Activity ▸ Begin at the first line below and copy each line exactly, ending with the line where "pub enum TourError" appears.

Records for the exercise ▸
//! Error types for pipeline operations.
//!
//! This module defines [`TourError`] which covers every failure that can occur
//! while validating credentials, fetching listing pages, or touching the cache.

use thiserror::Error;

/// Errors that can occur during pipeline operations.
#[derive(Error, Debug)]
pub enum TourError {
    /// The bearer token is malformed, lacks an expiry, or has expired.
    #[error("Invalid credential: {0}")]
    Credential(String),

    /// Network-level failure (connection refused, reset, timeout, etc.).
    #[error("Network error: {0}")]
    Transport(String),

    /// The upstream API answered with a non-success status.
    #[error("HTTP {status} from {url}")]
    Status {
        /// The HTTP status code returned.
        status: u16,
        /// The endpoint that was requested.
        url: String,
    },

    /// A success response body could not be decoded.
    #[error("Parse error: {0}")]
    Parse(String),

    /// Error interacting with the cache backend.
    #[error("Cache error: {0}")]
    Cache(String),

    /// The cache backend rejected a write because it is out of capacity.
    #[error("Cache full: write of {needed} bytes exceeds quota of {quota} bytes")]
    CacheFull {
        /// Total bytes the backend would hold after the write.
        needed: usize,
        /// Configured capacity in bytes.
        quota: usize,
    },

    /// An invalid parameter was provided.
    #[error("Invalid parameter: {0}")]
    InvalidParameter(String),
}

impl TourError {
    /// Returns true if this error is a capacity rejection from a cache backend.
    #[must_use]
    pub const fn is_cache_full(&self) -> bool {
        matches!(self, Self::CacheFull { .. })
    }
}

/// Result type alias using [`TourError`].
pub type Result<T> = std::result::Result<T, TourError>;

Task output ▸
//! Error types for pipeline operations.
//!
//! This module defines [`TourError`] which covers every failure that can occur
//! while validating credentials, fetching listing pages, or touching the cache.

use thiserror::Error;

/// Errors that can occur during pipeline operations.
#[derive(Error, Debug)]
pub enum TourError {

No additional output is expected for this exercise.